It was shortly after his elevation to the bench, and ere these signs of change had become noticeable, that the same strange ragamuffin whom we have mentioned before, as introduced by Mr. Swoppem to a private conference with Brandon, was admitted to the judge's presence.

"Well," said Brandon, impatiently, the moment the door was closed, "your news?"

"Vy, your 'onor," said the man, bashfully, twirling a thing that stood proxy for a hat, "I thinks as 'ow I shall be hable to satisfy your vorship's 'onor.'! Then, approaching the judge and assuming an important air, he whispered, "'T is as 'ow I thought!"

"My God!" cried Brandon, with vehemence. "And he is alive,--and where?"

"I believes," answered the seemly confidant of Sir William Brandon, "that he be's alive; and if he be's alive, may I flash my ivories in a glass case, if I does not ferret him out; but as to saying vhere he be at this nick o' the moment, smash me if I can!"
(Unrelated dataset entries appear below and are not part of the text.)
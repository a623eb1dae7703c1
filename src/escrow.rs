// ============================================================================
// Escrow Ledger - wagermatch
// ============================================================================
//
// Composite fund-reservation and release operations built on the ledger.
// Every operation is idempotent per (wager, account, operation): a replay
// returns the originally produced transactions instead of moving funds
// again. The applied-key map is part of the persisted state, so replays
// survive restarts.
//
// ============================================================================

use chrono::{DateTime, Utc};
use serde::{Deserialize, Serialize};
use std::collections::HashMap;
use uuid::Uuid;

use crate::errors::EngineError;
use crate::ledger::{Ledger, Transaction};

/// Escrow operation kinds used in idempotency keys
#[derive(Debug, Clone, Copy, PartialEq, Eq)]
pub enum EscrowOp {
    Reserve,
    Release,
}

impl EscrowOp {
    fn as_str(&self) -> &'static str {
        match self {
            EscrowOp::Reserve => "reserve",
            EscrowOp::Release => "release",
        }
    }
}

fn idempotency_key(wager_id: Uuid, account_id: Uuid, op: EscrowOp) -> String {
    format!("{}:{}:{}", wager_id.simple(), account_id.simple(), op.as_str())
}

/// Tracks applied escrow operations and replays their results
#[derive(Debug, Default, Serialize, Deserialize)]
pub struct EscrowLedger {
    /// Idempotency key -> transactions the original application produced
    applied: HashMap<String, Vec<Transaction>>,
}

impl EscrowLedger {
    pub fn new() -> Self {
        Self::default()
    }

    /// Move `amount` from available to escrow for one participant of a
    /// wager. Replays return the original bet_placed transaction.
    pub fn reserve(
        &mut self,
        ledger: &mut Ledger,
        wager_id: Uuid,
        account_id: Uuid,
        opponent_id: Uuid,
        amount: u64,
        now: DateTime<Utc>,
    ) -> Result<Transaction, EngineError> {
        let key = idempotency_key(wager_id, account_id, EscrowOp::Reserve);
        if let Some(prior) = self.applied.get(&key) {
            return Ok(prior[0].clone());
        }

        let tx = ledger.post_bet_placed(account_id, amount, wager_id, opponent_id, now)?;
        self.applied.insert(key, vec![tx.clone()]);
        Ok(tx)
    }

    /// Return one participant's escrowed stake to their own available
    /// funds as a refund.
    pub fn release_refund(
        &mut self,
        ledger: &mut Ledger,
        wager_id: Uuid,
        account_id: Uuid,
        amount: u64,
        reason: &str,
        now: DateTime<Utc>,
    ) -> Result<Transaction, EngineError> {
        let key = idempotency_key(wager_id, account_id, EscrowOp::Release);
        if let Some(prior) = self.applied.get(&key) {
            return Ok(prior[0].clone());
        }

        let tx = ledger.post_refund(account_id, amount, wager_id, reason, now)?;
        self.applied.insert(key, vec![tx.clone()]);
        Ok(tx)
    }

    /// Settle a decided wager in one atomic unit: the loser's escrow is
    /// consumed with a loss entry and the winner's escrow is released with
    /// a single win entry crediting `payout`. No intermediate state exists
    /// where the pot belongs to neither account.
    ///
    /// Returns (win_tx, loss_tx). Replays return the originals.
    #[allow(clippy::too_many_arguments)]
    pub fn release_to_winner(
        &mut self,
        ledger: &mut Ledger,
        wager_id: Uuid,
        winner_id: Uuid,
        loser_id: Uuid,
        stake: u64,
        payout: u64,
        fee: u64,
        now: DateTime<Utc>,
    ) -> Result<(Transaction, Transaction), EngineError> {
        let winner_key = idempotency_key(wager_id, winner_id, EscrowOp::Release);
        let loser_key = idempotency_key(wager_id, loser_id, EscrowOp::Release);

        if let (Some(win), Some(loss)) =
            (self.applied.get(&winner_key), self.applied.get(&loser_key))
        {
            return Ok((win[0].clone(), loss[0].clone()));
        }

        // Both legs must apply together; refuse up front if the credit
        // side cannot accept funds.
        if ledger.is_halted(winner_id) {
            return Err(EngineError::AccountHalted { account_id: winner_id });
        }

        let loss_tx = ledger.post_loss(loser_id, stake, wager_id, now)?;
        let win_tx = ledger.post_win(winner_id, payout, stake, fee, wager_id, now)?;

        self.applied.insert(winner_key, vec![win_tx.clone()]);
        self.applied.insert(loser_key, vec![loss_tx.clone()]);
        Ok((win_tx, loss_tx))
    }

    /// Whether a given escrow operation has already been applied.
    pub fn was_applied(&self, wager_id: Uuid, account_id: Uuid, op: EscrowOp) -> bool {
        self.applied
            .contains_key(&idempotency_key(wager_id, account_id, op))
    }
}

// ============================================================================
// TESTS
// ============================================================================

#[cfg(test)]
mod tests {
    use super::*;

    fn setup(funds: u64) -> (Ledger, EscrowLedger, Uuid, Uuid) {
        let mut ledger = Ledger::new();
        let now = Utc::now();
        let a = Uuid::new_v4();
        let b = Uuid::new_v4();
        ledger.open_account(a, now);
        ledger.open_account(b, now);
        ledger.deposit(a, funds, None, now).unwrap();
        ledger.deposit(b, funds, None, now).unwrap();
        (ledger, EscrowLedger::new(), a, b)
    }

    #[test]
    fn test_reserve_is_idempotent() {
        let (mut ledger, mut escrow, a, b) = setup(5000);
        let wager = Uuid::new_v4();
        let now = Utc::now();

        let first = escrow.reserve(&mut ledger, wager, a, b, 2000, now).unwrap();
        let replay = escrow.reserve(&mut ledger, wager, a, b, 2000, now).unwrap();

        assert_eq!(first.id, replay.id);
        // Funds moved once, not twice
        let bal = ledger.balance(a).unwrap();
        assert_eq!(bal.available, 3000);
        assert_eq!(bal.escrowed, 2000);
        assert_eq!(ledger.history(a).len(), 2); // deposit + bet_placed
    }

    #[test]
    fn test_reserve_insufficient_funds() {
        let (mut ledger, mut escrow, a, b) = setup(1000);
        let wager = Uuid::new_v4();
        let err = escrow
            .reserve(&mut ledger, wager, a, b, 2000, Utc::now())
            .unwrap_err();
        assert!(matches!(err, EngineError::InsufficientFunds { .. }));
        // A failed reservation records no idempotency key
        assert!(!escrow.was_applied(wager, a, EscrowOp::Reserve));
    }

    #[test]
    fn test_release_refund_idempotent() {
        let (mut ledger, mut escrow, a, b) = setup(5000);
        let wager = Uuid::new_v4();
        let now = Utc::now();

        escrow.reserve(&mut ledger, wager, a, b, 2000, now).unwrap();
        let first = escrow
            .release_refund(&mut ledger, wager, a, 2000, "draw", now)
            .unwrap();
        let replay = escrow
            .release_refund(&mut ledger, wager, a, 2000, "draw", now)
            .unwrap();

        assert_eq!(first.id, replay.id);
        let bal = ledger.balance(a).unwrap();
        assert_eq!(bal.available, 5000);
        assert_eq!(bal.escrowed, 0);
    }

    #[test]
    fn test_release_to_winner_moves_pot_once() {
        let (mut ledger, mut escrow, a, b) = setup(5000);
        let wager = Uuid::new_v4();
        let now = Utc::now();

        escrow.reserve(&mut ledger, wager, a, b, 2000, now).unwrap();
        escrow.reserve(&mut ledger, wager, b, a, 2000, now).unwrap();

        // 10% fee on the 4000 pot
        let (win, loss) = escrow
            .release_to_winner(&mut ledger, wager, a, b, 2000, 3600, 400, now)
            .unwrap();
        assert_eq!(win.amount, 3600);
        assert_eq!(loss.amount, -2000);

        let (win2, loss2) = escrow
            .release_to_winner(&mut ledger, wager, a, b, 2000, 3600, 400, now)
            .unwrap();
        assert_eq!(win.id, win2.id);
        assert_eq!(loss.id, loss2.id);

        let winner = ledger.balance(a).unwrap();
        let loser = ledger.balance(b).unwrap();
        assert_eq!(winner.available, 6600);
        assert_eq!(winner.escrowed, 0);
        assert_eq!(loser.available, 3000);
        assert_eq!(loser.escrowed, 0);
    }
}
//! Read-only JSON projection of record state
//!
//! Builds the status document served to API and dashboard consumers. The
//! projection is a point-in-time snapshot: it takes each record's state
//! lock briefly and never blocks on network I/O.
//!
//! The per-record status string is composed as
//! `"<state> (<message>), <age> ago"`, where the parenthetical is dropped
//! when there is no message and the age comes from the record's last
//! attempt. A record that has never been attempted reports `"N/A"`.

use crate::record::{Record, RecordState, Status, history::format_duration};
use chrono::{DateTime, Utc};
use serde::{Deserialize, Serialize};
use std::sync::Arc;

/// Snapshot of one record for the status document
#[derive(Debug, Clone, Serialize, Deserialize)]
pub struct RecordSummary {
    pub domain: String,
    pub owner: String,
    pub provider: String,
    pub ip_version: String,
    /// Composed human status line, e.g. `"failed (HTTP error: 502), 3m ago"`
    pub status: String,
    /// Textual address, empty until the first confirmed address
    pub current_ip: String,
    pub previous_ips: Vec<String>,
}

/// The full status document envelope
#[derive(Debug, Clone, Serialize, Deserialize)]
pub struct StatusReport {
    pub success: bool,
    pub status: String,
    pub data: Vec<RecordSummary>,
    pub count: usize,
    /// Unix timestamp of the snapshot
    pub timestamp: i64,
}

impl Record {
    /// Snapshot this record for the status document
    pub fn summary(&self, now: DateTime<Utc>) -> RecordSummary {
        self.with_state(|state| RecordSummary {
            domain: self.domain().to_string(),
            owner: self.owner().to_string(),
            provider: self.provider().provider_name().to_string(),
            ip_version: self.ip_version().to_string(),
            status: compose_status(state, now),
            current_ip: state
                .history
                .current_ip()
                .map(|ip| ip.to_string())
                .unwrap_or_default(),
            previous_ips: state
                .history
                .previous_ips()
                .iter()
                .map(|ip| ip.to_string())
                .collect(),
        })
    }
}

/// Build the status document over the full record collection
pub fn status_report(records: &[Arc<Record>], now: DateTime<Utc>) -> StatusReport {
    let data: Vec<RecordSummary> = records.iter().map(|r| r.summary(now)).collect();
    StatusReport {
        success: true,
        status: "success".to_string(),
        count: data.len(),
        data,
        timestamp: now.timestamp(),
    }
}

fn compose_status(state: &RecordState, now: DateTime<Utc>) -> String {
    if state.status == Status::Unset {
        return "N/A".to_string();
    }

    let message = match state.status {
        Status::UpToDate => format!(
            "no IP change for {}",
            state.history.duration_since_success(now)
        ),
        _ => state.message.clone(),
    };

    let mut out = state.status.to_string();
    if !message.is_empty() {
        out.push_str(&format!(" ({})", message));
    }
    if let Some(at) = state.last_attempt {
        out.push_str(&format!(
            ", {} ago",
            format_duration(now.signed_duration_since(at).num_seconds())
        ));
    }
    out
}

#[cfg(test)]
mod tests {
    use super::*;
    use crate::config::IpVersion;
    use crate::error::Error;
    use crate::traits::DnsProvider;
    use async_trait::async_trait;
    use std::net::IpAddr;
    use std::time::Duration;

    struct FakeProvider {
        result: std::result::Result<IpAddr, ()>,
    }

    #[async_trait]
    impl DnsProvider for FakeProvider {
        async fn update(&self, _ip: IpAddr) -> Result<IpAddr, Error> {
            match self.result {
                Ok(ip) => Ok(ip),
                Err(()) => Err(Error::http("502 bad gateway")),
            }
        }

        fn domain(&self) -> &str {
            "example.com"
        }

        fn owner(&self) -> &str {
            "www"
        }

        fn ip_version(&self) -> IpVersion {
            IpVersion::V4
        }

        fn provider_name(&self) -> &'static str {
            "fake"
        }
    }

    fn ip(s: &str) -> IpAddr {
        s.parse().unwrap()
    }

    #[test]
    fn untouched_record_reports_not_available() {
        let record = Record::new(Box::new(FakeProvider {
            result: Ok(ip("1.2.3.4")),
        }));

        let summary = record.summary(Utc::now());
        assert_eq!(summary.status, "N/A");
        // The field is always present, empty before the first success
        assert_eq!(summary.current_ip, "");
        assert!(summary.previous_ips.is_empty());
        assert_eq!(summary.domain, "example.com");
        assert_eq!(summary.owner, "www");
        assert_eq!(summary.ip_version, "ipv4");
    }

    #[tokio::test]
    async fn success_composes_state_and_age() {
        let record = Record::new(Box::new(FakeProvider {
            result: Ok(ip("1.2.3.4")),
        }));
        record
            .run_update(ip("1.2.3.4"), Duration::from_secs(1))
            .await;

        let summary = record.summary(Utc::now());
        assert!(summary.status.starts_with("success"), "{}", summary.status);
        assert!(summary.status.ends_with("ago"), "{}", summary.status);
        // No message, so no parenthetical
        assert!(!summary.status.contains('('), "{}", summary.status);
        assert_eq!(summary.current_ip, "1.2.3.4");
    }

    #[tokio::test]
    async fn up_to_date_reports_time_since_change() {
        let record = Record::new(Box::new(FakeProvider {
            result: Ok(ip("1.2.3.4")),
        }));
        record
            .run_update(ip("1.2.3.4"), Duration::from_secs(1))
            .await;
        record
            .run_update(ip("1.2.3.4"), Duration::from_secs(1))
            .await;

        let summary = record.summary(Utc::now());
        assert!(
            summary.status.starts_with("up to date (no IP change for"),
            "{}",
            summary.status
        );
    }

    #[tokio::test]
    async fn failure_message_appears_in_parentheses() {
        let record = Record::new(Box::new(FakeProvider { result: Err(()) }));
        record
            .run_update(ip("1.2.3.4"), Duration::from_secs(1))
            .await;

        let summary = record.summary(Utc::now());
        assert!(summary.status.starts_with("failed ("), "{}", summary.status);
        assert!(summary.status.contains("502"), "{}", summary.status);
    }

    #[tokio::test]
    async fn report_envelope_counts_and_serializes() {
        let records = vec![
            Arc::new(Record::new(Box::new(FakeProvider {
                result: Ok(ip("1.2.3.4")),
            }))),
            Arc::new(Record::new(Box::new(FakeProvider {
                result: Ok(ip("5.6.7.8")),
            }))),
        ];
        records[0]
            .run_update(ip("1.2.3.4"), Duration::from_secs(1))
            .await;

        let now = Utc::now();
        let report = status_report(&records, now);
        assert!(report.success);
        assert_eq!(report.status, "success");
        assert_eq!(report.count, 2);
        assert_eq!(report.data.len(), 2);
        assert_eq!(report.timestamp, now.timestamp());

        let json = serde_json::to_string(&report).unwrap();
        let parsed: StatusReport = serde_json::from_str(&json).unwrap();
        assert_eq!(parsed.count, 2);
        assert_eq!(parsed.data[0].current_ip, "1.2.3.4");
        // The untouched record still carries the field, as an empty string
        assert_eq!(parsed.data[1].current_ip, "");
        assert!(json.contains("\"current_ip\":\"\""), "{}", json);
    }
}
"Is he in this country," said Brandon; "or do you believe that he has gone abroad?"

"Vy, much of one and not a little of the other!" said the euphonious confidant.

"How! speak plain, man; what do you mean?"
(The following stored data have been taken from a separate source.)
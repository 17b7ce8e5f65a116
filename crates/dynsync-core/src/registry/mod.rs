//! Provider factory registry
//!
//! Maps provider names from configuration to injected adapter factories.
//! The daemon registers the factories it was built with at startup; nothing
//! here reaches for ambient global state. Unknown provider names fail fast
//! at configuration time, before the engine ever starts.

use crate::config::{RecordConfig, Settings};
use crate::error::{Error, Result};
use crate::record::Record;
use crate::traits::{DnsProvider, ProviderFactory};
use std::collections::HashMap;
use std::sync::Arc;
use tracing::info;

/// Registry of named provider factories
#[derive(Default)]
pub struct ProviderRegistry {
    factories: HashMap<String, Box<dyn ProviderFactory>>,
}

impl ProviderRegistry {
    /// Create an empty registry
    pub fn new() -> Self {
        Self::default()
    }

    /// Register a factory under a provider name.
    ///
    /// Re-registering a name replaces the previous factory.
    pub fn register(&mut self, name: impl Into<String>, factory: Box<dyn ProviderFactory>) {
        let name = name.into();
        info!(provider = %name, "provider registered");
        self.factories.insert(name, factory);
    }

    /// Whether a factory is registered under `name`
    pub fn has_provider(&self, name: &str) -> bool {
        self.factories.contains_key(name)
    }

    /// Registered provider names, sorted for stable output
    pub fn provider_names(&self) -> Vec<&str> {
        let mut names: Vec<&str> = self.factories.keys().map(String::as_str).collect();
        names.sort_unstable();
        names
    }

    /// Build one adapter for a record configuration.
    ///
    /// Fails with a configuration error when the record names a provider
    /// nobody registered, or when the factory rejects the record's settings.
    pub fn create(&self, record: &RecordConfig) -> Result<Box<dyn DnsProvider>> {
        let factory = self.factories.get(&record.provider).ok_or_else(|| {
            Error::config(format!(
                "unknown provider '{}' for {} (registered: {})",
                record.provider,
                record.fqdn(),
                self.provider_names().join(", ")
            ))
        })?;
        factory.create(record)
    }

    /// Build the full record collection from validated settings.
    ///
    /// Fails fast on the first bad record, naming it; a partially built
    /// collection is never returned.
    pub fn build_records(&self, settings: &Settings) -> Result<Vec<Arc<Record>>> {
        let mut records = Vec::with_capacity(settings.records.len());
        for config in &settings.records {
            let provider = self.create(config).map_err(|err| {
                Error::config(format!(
                    "record {} ({}): {}",
                    config.fqdn(),
                    config.provider,
                    err
                ))
            })?;
            records.push(Arc::new(Record::new(provider)));
        }
        Ok(records)
    }
}

impl std::fmt::Debug for ProviderRegistry {
    fn fmt(&self, f: &mut std::fmt::Formatter<'_>) -> std::fmt::Result {
        f.debug_struct("ProviderRegistry")
            .field("providers", &self.provider_names())
            .finish()
    }
}

#[cfg(test)]
mod tests {
    use super::*;
    use crate::config::IpVersion;
    use async_trait::async_trait;
    use std::net::IpAddr;

    struct MockProvider {
        domain: String,
        owner: String,
    }

    #[async_trait]
    impl DnsProvider for MockProvider {
        async fn update(&self, ip: IpAddr) -> Result<IpAddr> {
            Ok(ip)
        }

        fn domain(&self) -> &str {
            &self.domain
        }

        fn owner(&self) -> &str {
            &self.owner
        }

        fn ip_version(&self) -> IpVersion {
            IpVersion::V4
        }

        fn provider_name(&self) -> &'static str {
            "mock"
        }
    }

    struct MockFactory;

    impl ProviderFactory for MockFactory {
        fn create(&self, record: &RecordConfig) -> Result<Box<dyn DnsProvider>> {
            Ok(Box::new(MockProvider {
                domain: record.domain.clone(),
                owner: record.owner.clone(),
            }))
        }
    }

    struct RejectingFactory;

    impl ProviderFactory for RejectingFactory {
        fn create(&self, _record: &RecordConfig) -> Result<Box<dyn DnsProvider>> {
            Err(Error::config("missing credentials"))
        }
    }

    fn record_config(provider: &str) -> RecordConfig {
        RecordConfig {
            domain: "example.com".to_string(),
            owner: "@".to_string(),
            provider: provider.to_string(),
            ip_version: IpVersion::V4,
            settings: serde_json::Value::Null,
        }
    }

    #[test]
    fn registered_factory_builds_an_adapter() {
        let mut registry = ProviderRegistry::new();
        registry.register("mock", Box::new(MockFactory));

        assert!(registry.has_provider("mock"));
        let provider = registry.create(&record_config("mock")).unwrap();
        assert_eq!(provider.domain(), "example.com");
        assert_eq!(provider.provider_name(), "mock");
    }

    #[test]
    fn unknown_provider_is_a_config_error() {
        let mut registry = ProviderRegistry::new();
        registry.register("mock", Box::new(MockFactory));

        let err = registry.create(&record_config("nonexistent")).err().unwrap();
        match err {
            Error::Config(message) => {
                assert!(message.contains("nonexistent"));
                assert!(message.contains("mock"));
            }
            other => panic!("expected config error, got {:?}", other),
        }
    }

    #[test]
    fn build_records_fails_fast_naming_the_record() {
        let mut registry = ProviderRegistry::new();
        registry.register("mock", Box::new(MockFactory));
        registry.register("broken", Box::new(RejectingFactory));

        let settings = Settings {
            records: vec![record_config("mock"), record_config("broken")],
            ..Default::default()
        };

        let err = registry.build_records(&settings).unwrap_err();
        match err {
            Error::Config(message) => {
                assert!(message.contains("example.com"));
                assert!(message.contains("missing credentials"));
            }
            other => panic!("expected config error, got {:?}", other),
        }
    }

    #[test]
    fn build_records_builds_all() {
        let mut registry = ProviderRegistry::new();
        registry.register("mock", Box::new(MockFactory));

        let settings = Settings {
            records: vec![record_config("mock"), record_config("mock")],
            ..Default::default()
        };

        let records = registry.build_records(&settings).unwrap();
        assert_eq!(records.len(), 2);
    }
}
"Vy, I means, your 'oner, that I can't say vhere he is."

"And this," said Brandon, with a muttered oath,--"this is your boasted news, is it? Dog! damned, damned dog! if you trifle with me or play me false, I will hang you,--by the living God, I will!"

The man shrank back involuntarily from Brandon's vindictive forehead and kindled eyes; but with the cunning peculiar to low vice, answered, though in a humbler tone,--

"And vet good vill that do your 'oner? If so be as how you scrags I, will that put your vorship in the vay of finding he?"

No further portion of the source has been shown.